11 Essex St. Corp. v Tower Ins. Co. of N.Y.
2011 NY Slip Op 01127 [81 AD3d 516]
February 17, 2011
Appellate Division, First Department
Published by New York State Law Reporting Bureau pursuant to Judiciary Law § 431.
As corrected through Wednesday, March 30, 2011


11 Essex Street Corp., Plaintiff,
v
Tower Insurance Company of New York, Defendant. 11 Essex Street Corp., Respondent, v 7 Essex Street, L.L.C., Respondent, DeSimone Consulting Engineers et al., Appellants, and Berzak Gold, P.C., Respondent-Appellant, et al., Defendant. (And Other Actions.)

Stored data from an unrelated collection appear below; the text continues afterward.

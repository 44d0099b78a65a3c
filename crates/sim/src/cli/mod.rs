pub mod config;
pub mod negotiate;
pub mod run;

use clap::{Parser, Subcommand};

use fm_domain::config::Config;

/// FlowMesh session simulator.
#[derive(Debug, Parser)]
#[command(name = "flowmesh-sim", version, about)]
pub struct Cli {
    #[command(subcommand)]
    pub command: Command,
}

#[derive(Debug, Subcommand)]
pub enum Command {
    /// Run an initiator and a responder node against each other in-process.
    Run {
        /// Number of sessions the initiator opens.
        #[arg(long, default_value_t = 2, value_parser = clap::value_parser!(u32).range(1..))]
        sessions: u32,
        /// Data messages sent on each session.
        #[arg(long, default_value_t = 3, value_parser = clap::value_parser!(u32).range(1..))]
        messages: u32,
        /// Open sessions that close without waiting for the peer.
        #[arg(long)]
        no_require_close: bool,
        /// Reserve sessions first and send the INIT with the first message.
        #[arg(long)]
        defer_init: bool,
        /// Print the summary as JSON.
        #[arg(long)]
        json: bool,
    },
    /// Show which responder and version the configured catalog selects.
    Negotiate {
        /// Protocol name offered by the initiator.
        #[arg(long)]
        protocol: String,
        /// Versions the initiator supports, comma separated.
        #[arg(long, value_delimiter = ',', required = true)]
        versions: Vec<u32>,
    },
    /// Configuration utilities.
    #[command(subcommand)]
    Config(ConfigCommand),
}

#[derive(Debug, Subcommand)]
pub enum ConfigCommand {
    /// Parse the config file and report any errors.
    Validate,
    /// Dump the resolved configuration (with defaults) as TOML.
    Show,
}

// ── Config loading helper ─────────────────────────────────────────────

/// Load the configuration from the path in `FM_CONFIG` (or
/// `flowmesh.toml`).  A missing file yields the defaults.
pub fn load_config() -> anyhow::Result<(Config, String)> {
    let config_path = std::env::var("FM_CONFIG").unwrap_or_else(|_| "flowmesh.toml".into());

    let config = if std::path::Path::new(&config_path).exists() {
        let raw = std::fs::read_to_string(&config_path)
            .map_err(|e| anyhow::anyhow!("reading {config_path}: {e}"))?;
        toml::from_str(&raw).map_err(|e| anyhow::anyhow!("parsing {config_path}: {e}"))?
    } else {
        Config::default()
    };

    Ok((config, config_path))
}

const DEMO_CONFIG: &str = r#"
[[protocols.initiators]]
flow = "ChatInitiator"
protocol = "chat"
versions = [1, 2]

[[protocols.responders]]
flow = "ChatResponder"
protocol = "chat"
versions = [1, 2]

[[deployments]]
name = "chat-demo"
bundle_hashes = ["chat-demo-bundle"]
"#;

/// `config` unchanged when it declares protocols, otherwise the same config
/// with the built-in chat protocol table and deployment.
pub fn with_demo_protocols(config: Config) -> anyhow::Result<Config> {
    if !config.protocols.initiators.is_empty() {
        return Ok(config);
    }
    let demo: Config = toml::from_str(DEMO_CONFIG)?;
    tracing::info!("no protocols configured, using the built-in chat table");
    Ok(Config {
        protocols: demo.protocols,
        deployments: demo.deployments,
        ..config
    })
}

#[cfg(test)]
mod tests {
    use super::*;

    #[test]
    fn demo_table_is_valid() {
        let config = with_demo_protocols(Config::default()).unwrap();
        assert!(config.validate().is_empty());
        assert_eq!(config.protocols.initiators[0].flow, "ChatInitiator");
    }

    #[test]
    fn parses_negotiate_versions() {
        let cli = Cli::try_parse_from([
            "flowmesh-sim",
            "negotiate",
            "--protocol",
            "chat",
            "--versions",
            "1,2,3",
        ])
        .unwrap();
        match cli.command {
            Command::Negotiate { protocol, versions } => {
                assert_eq!(protocol, "chat");
                assert_eq!(versions, vec![1, 2, 3]);
            }
            other => panic!("unexpected command {other:?}"),
        }
    }

    #[test]
    fn rejects_zero_sessions() {
        assert!(Cli::try_parse_from(["flowmesh-sim", "run", "--sessions", "0"]).is_err());
    }
}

[*1] Morris Duffy Alonso & Faley, New York (Iryna S. Krauchanka of counsel), for respondent-appellant.

Zetlin & De Chiara LLP, New York (Michael J. Vardaro of counsel), for DeSimone Consulting Engineers, PLLC, appellant.

Harrington, Ocko & Monk, LLP, White Plains (Michael W. Freudenberg of counsel), for Jeffrey M. Brown Associates, Inc., appellant.

Weg & Myers, P.C., New York (Dennis T. D'Antonio of counsel), for respondent-respondent.

Molod Spitz & DeSantis, P.C., New York (Marcy Sonneborn of counsel), for respondent.

Order, Supreme Court, New York County (Emily Jane Goodman, J.), entered September [*2]15, 2009, which, insofar as appealed from, granted plaintiff's motion to amend the complaint to add a cause of action for gross negligence and a demand for punitive damages against defendants Jeffrey M. Brown Associates, Inc., DeSimone Consulting Engineers, and Berzak Gold, P.C., and denied DeSimone's motion for summary judgment dismissing the complaint and all cross claims against it, unanimously affirmed, without costs.

The record shows that Jeffrey M. Brown Associates knew that the building at 7 Essex Street would not tolerate the likely settlement of its foundations and that plaintiff's building had to be underpinned, and yet the record does not permit the conclusion as a matter of law that Brown fulfilled its responsibility to monitor the excavation every day. DeSimone was responsible for performing controlled inspections of the underpinning of plaintiff's building and knew that the building might be damaged during the excavation, and yet the record does not permit the conclusion that DeSimone took all necessary precautions to prevent damage to the building. Berzak Gold's principal knew that plaintiff's building had only a rubble slab footing and yet did not speak to plaintiff or ask to see any construction plans. The record presents issues of fact whether defendants' conduct "evinced a conscious disregard of the rights of others or [was] so reckless as to amount to such disregard" (Wing Wong Realty Corp. v Flintlock Constr. Servs., LLC, 71 AD3d 537, 538 [2010] [internal quotation marks and citation omitted]). Thus, the court properly permitted plaintiff to amend the complaint to add a cause of action for gross negligence against defendants, since the amendment caused no prejudice to them (see Heller v Louis Provenzano, Inc., 303 AD2d 20, 22 [2003]). As the faulty underpinning of a multistory building implicates public safety, if gross negligence is proved, punitive damages may properly be awarded (see Fonda v 157 E. 74th Co., 158 AD2d 297 [1990]).

The court correctly denied DeSimone's motion for summary judgment on the grounds that it had denied a prior summary judgment motion by DeSimone and no new factual assertions and evidence were submitted or other sufficient cause shown for DeSimone's making the second motion (see Jones v 636 Holding Corp., 73 AD3d 409 [2010]; Forte v Weiner, 214 AD2d 397 [1995], lv dismissed 86 NY2d 885 [1995]).

We have considered defendants' remaining contentions and find them without merit. Concur—Tom, J.P., Saxe, DeGrasse, Freedman and RomÁn, JJ.